*ACTIVITY*: Determine the number of lines in the listing that include the string "info"; the reply consists of that number only.
[Start of section]
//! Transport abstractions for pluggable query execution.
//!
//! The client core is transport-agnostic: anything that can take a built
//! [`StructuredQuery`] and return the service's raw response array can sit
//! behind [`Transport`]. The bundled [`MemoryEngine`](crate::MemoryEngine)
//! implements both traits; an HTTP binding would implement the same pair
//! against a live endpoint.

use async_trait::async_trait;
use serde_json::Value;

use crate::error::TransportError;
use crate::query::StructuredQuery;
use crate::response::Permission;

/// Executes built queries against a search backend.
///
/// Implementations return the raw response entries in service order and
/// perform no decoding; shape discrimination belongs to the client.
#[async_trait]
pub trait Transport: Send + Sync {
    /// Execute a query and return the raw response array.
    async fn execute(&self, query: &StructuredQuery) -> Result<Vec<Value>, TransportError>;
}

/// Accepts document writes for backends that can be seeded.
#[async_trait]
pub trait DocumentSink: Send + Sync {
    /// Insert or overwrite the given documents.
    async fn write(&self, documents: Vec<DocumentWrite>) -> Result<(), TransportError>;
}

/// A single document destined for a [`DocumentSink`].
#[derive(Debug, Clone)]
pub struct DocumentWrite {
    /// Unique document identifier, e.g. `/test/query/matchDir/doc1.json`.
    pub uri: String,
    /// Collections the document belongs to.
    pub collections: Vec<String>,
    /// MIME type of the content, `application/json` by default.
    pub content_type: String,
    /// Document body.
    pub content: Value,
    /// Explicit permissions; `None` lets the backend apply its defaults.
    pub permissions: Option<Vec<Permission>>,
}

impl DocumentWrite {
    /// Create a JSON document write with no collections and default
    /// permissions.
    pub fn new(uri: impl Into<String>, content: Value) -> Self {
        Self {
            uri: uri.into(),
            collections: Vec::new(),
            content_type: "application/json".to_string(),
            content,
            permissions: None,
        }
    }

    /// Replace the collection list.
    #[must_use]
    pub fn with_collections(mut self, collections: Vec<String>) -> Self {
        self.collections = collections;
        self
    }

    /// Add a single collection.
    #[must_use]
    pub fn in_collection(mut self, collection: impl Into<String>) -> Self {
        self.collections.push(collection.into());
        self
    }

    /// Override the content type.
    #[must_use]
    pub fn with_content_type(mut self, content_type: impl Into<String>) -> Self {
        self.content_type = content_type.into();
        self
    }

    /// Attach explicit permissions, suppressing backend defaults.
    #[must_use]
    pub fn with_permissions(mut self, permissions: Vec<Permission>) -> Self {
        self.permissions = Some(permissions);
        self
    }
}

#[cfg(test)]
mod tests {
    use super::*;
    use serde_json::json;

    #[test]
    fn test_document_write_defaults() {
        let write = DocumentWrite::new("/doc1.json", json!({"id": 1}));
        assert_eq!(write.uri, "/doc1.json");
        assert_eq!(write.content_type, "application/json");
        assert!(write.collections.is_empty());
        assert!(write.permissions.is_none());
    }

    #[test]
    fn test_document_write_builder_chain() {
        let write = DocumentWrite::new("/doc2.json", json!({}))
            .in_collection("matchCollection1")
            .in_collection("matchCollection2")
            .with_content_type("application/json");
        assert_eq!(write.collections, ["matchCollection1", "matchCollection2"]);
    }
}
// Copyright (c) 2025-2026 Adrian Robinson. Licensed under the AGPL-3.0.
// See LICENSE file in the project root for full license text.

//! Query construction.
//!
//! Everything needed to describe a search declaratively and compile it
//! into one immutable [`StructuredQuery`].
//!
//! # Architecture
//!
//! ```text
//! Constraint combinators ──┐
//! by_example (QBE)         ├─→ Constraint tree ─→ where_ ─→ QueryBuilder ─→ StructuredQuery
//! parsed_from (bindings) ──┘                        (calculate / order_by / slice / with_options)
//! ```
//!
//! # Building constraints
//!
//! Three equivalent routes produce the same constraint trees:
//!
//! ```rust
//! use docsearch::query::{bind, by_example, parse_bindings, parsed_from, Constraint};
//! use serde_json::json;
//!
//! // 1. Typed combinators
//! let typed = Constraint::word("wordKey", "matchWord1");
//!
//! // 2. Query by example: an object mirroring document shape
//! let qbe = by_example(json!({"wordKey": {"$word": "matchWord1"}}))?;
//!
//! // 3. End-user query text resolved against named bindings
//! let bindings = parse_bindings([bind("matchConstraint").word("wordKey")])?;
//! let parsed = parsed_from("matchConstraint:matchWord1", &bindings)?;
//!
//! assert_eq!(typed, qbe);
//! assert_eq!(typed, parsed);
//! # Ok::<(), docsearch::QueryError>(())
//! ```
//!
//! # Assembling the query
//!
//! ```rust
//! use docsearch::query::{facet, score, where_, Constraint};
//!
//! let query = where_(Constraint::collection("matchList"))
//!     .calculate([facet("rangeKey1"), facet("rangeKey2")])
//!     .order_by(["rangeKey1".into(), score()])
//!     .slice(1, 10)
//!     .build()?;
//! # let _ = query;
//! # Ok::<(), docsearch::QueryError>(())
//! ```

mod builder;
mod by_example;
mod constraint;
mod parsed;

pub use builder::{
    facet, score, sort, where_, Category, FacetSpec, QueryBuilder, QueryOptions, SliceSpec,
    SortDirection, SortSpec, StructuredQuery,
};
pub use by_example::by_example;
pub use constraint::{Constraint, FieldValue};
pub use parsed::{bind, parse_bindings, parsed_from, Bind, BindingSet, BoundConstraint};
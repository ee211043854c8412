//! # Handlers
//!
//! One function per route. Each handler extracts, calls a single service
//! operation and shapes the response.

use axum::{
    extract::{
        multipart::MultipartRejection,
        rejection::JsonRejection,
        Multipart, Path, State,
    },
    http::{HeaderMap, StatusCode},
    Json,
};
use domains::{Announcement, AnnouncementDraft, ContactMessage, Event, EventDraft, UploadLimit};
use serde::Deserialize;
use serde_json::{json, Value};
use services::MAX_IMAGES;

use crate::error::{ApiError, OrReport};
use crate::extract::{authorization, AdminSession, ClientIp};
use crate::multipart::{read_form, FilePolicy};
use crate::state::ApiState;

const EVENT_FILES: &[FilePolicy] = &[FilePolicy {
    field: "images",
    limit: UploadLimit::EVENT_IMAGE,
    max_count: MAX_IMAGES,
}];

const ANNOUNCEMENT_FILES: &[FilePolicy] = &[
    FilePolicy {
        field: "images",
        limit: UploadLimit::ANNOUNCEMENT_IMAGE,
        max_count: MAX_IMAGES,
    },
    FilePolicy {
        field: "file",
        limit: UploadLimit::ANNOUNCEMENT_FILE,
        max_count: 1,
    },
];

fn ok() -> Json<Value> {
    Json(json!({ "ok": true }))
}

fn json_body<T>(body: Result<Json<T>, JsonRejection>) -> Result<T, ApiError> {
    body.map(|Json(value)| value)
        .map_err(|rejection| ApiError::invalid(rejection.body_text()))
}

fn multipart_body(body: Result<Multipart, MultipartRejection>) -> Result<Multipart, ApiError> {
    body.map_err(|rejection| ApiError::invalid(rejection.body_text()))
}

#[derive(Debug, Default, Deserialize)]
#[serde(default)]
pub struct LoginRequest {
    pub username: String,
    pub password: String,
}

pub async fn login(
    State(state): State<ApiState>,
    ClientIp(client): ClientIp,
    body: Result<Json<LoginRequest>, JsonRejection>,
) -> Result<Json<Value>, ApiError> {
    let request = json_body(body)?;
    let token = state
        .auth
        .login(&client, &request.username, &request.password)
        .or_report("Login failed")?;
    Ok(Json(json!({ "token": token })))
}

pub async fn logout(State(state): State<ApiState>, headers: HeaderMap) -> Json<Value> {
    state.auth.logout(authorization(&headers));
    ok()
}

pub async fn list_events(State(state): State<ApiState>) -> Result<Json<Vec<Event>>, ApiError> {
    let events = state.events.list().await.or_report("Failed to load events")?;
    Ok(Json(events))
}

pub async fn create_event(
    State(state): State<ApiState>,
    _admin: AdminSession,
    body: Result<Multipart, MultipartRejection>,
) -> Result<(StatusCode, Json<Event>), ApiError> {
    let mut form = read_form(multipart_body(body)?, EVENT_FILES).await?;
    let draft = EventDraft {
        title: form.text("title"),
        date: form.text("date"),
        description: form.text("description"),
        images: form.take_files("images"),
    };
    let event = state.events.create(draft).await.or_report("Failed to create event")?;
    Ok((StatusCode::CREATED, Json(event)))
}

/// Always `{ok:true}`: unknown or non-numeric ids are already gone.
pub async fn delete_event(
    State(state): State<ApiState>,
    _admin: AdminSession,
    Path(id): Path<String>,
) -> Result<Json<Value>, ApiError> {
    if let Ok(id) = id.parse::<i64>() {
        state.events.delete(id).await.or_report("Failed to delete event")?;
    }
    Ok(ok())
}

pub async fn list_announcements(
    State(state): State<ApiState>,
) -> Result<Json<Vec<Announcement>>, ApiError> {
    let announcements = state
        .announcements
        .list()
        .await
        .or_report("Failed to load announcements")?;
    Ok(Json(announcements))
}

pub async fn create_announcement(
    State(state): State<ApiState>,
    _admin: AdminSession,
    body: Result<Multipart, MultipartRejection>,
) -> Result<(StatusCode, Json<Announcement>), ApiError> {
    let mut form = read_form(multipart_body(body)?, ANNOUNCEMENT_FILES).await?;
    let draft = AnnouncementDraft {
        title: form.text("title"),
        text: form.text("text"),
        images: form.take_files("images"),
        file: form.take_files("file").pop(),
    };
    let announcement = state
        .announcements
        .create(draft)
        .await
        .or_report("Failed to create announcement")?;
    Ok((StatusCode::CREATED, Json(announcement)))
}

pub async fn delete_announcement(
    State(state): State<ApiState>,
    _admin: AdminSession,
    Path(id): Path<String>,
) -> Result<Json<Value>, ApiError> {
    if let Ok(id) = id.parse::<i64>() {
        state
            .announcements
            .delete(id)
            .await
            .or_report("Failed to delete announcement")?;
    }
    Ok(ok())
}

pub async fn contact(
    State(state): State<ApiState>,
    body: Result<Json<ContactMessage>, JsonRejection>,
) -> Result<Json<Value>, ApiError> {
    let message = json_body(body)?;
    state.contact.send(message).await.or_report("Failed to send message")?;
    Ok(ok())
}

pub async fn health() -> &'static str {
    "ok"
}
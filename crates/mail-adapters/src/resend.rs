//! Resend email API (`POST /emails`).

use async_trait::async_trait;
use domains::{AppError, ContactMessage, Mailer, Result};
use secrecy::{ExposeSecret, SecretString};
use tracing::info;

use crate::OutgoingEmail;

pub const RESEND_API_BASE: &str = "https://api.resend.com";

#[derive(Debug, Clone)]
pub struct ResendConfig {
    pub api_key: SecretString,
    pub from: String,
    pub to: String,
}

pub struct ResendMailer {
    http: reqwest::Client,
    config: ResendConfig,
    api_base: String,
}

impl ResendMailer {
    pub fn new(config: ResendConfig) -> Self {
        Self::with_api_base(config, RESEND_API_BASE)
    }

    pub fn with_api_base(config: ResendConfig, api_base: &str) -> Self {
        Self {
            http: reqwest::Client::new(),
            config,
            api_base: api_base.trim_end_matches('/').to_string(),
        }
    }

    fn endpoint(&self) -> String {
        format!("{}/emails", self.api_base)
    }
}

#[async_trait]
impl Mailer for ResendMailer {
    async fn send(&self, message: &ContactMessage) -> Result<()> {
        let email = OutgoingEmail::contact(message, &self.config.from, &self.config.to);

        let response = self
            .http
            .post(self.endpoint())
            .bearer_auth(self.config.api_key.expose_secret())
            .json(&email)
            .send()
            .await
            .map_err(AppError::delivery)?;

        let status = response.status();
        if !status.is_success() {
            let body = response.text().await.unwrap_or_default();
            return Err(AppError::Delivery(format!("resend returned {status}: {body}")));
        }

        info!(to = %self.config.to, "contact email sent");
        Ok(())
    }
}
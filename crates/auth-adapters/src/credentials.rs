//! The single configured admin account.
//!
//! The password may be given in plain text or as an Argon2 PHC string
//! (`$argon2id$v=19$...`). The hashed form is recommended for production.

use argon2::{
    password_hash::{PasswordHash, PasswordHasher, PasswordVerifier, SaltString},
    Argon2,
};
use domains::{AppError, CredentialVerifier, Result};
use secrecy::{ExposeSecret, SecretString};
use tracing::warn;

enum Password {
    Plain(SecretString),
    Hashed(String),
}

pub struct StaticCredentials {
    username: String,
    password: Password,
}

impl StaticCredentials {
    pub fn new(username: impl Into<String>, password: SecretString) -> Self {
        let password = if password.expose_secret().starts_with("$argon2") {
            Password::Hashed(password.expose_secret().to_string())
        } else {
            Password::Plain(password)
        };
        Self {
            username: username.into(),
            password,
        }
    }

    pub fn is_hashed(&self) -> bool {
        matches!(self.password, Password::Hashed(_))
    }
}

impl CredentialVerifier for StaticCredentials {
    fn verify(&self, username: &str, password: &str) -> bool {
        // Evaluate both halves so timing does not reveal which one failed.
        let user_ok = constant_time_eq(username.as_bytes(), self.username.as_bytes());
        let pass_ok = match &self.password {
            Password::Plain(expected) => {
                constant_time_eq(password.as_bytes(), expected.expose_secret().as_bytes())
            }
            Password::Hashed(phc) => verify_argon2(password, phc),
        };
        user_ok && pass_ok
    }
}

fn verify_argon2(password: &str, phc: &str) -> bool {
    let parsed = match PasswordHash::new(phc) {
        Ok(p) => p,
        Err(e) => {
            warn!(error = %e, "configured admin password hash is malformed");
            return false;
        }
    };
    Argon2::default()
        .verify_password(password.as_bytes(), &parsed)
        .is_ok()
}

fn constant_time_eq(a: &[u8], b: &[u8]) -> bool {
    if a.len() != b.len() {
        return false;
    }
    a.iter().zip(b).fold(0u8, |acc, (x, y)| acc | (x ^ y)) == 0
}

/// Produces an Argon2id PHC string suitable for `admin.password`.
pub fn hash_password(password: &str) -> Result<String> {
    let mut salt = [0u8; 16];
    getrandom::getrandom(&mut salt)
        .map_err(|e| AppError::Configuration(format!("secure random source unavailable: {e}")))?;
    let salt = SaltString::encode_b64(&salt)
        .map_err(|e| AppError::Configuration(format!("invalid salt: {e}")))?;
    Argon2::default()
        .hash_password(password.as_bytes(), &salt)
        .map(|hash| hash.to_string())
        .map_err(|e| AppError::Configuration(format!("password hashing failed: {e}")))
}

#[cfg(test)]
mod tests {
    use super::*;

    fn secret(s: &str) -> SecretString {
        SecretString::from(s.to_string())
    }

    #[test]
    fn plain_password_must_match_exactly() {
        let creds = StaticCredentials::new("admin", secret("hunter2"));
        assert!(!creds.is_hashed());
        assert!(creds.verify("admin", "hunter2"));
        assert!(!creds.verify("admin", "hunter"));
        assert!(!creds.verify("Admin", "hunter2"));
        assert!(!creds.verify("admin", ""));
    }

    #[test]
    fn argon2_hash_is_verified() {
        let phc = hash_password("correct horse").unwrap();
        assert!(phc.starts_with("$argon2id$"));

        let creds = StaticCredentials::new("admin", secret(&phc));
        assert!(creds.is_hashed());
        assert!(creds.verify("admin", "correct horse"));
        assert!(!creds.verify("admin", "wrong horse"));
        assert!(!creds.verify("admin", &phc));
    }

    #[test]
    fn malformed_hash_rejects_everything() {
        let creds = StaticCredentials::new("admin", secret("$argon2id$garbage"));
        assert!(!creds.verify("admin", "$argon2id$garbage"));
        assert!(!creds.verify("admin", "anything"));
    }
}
[End of section]
*WRITTEN SOLUTION*: 2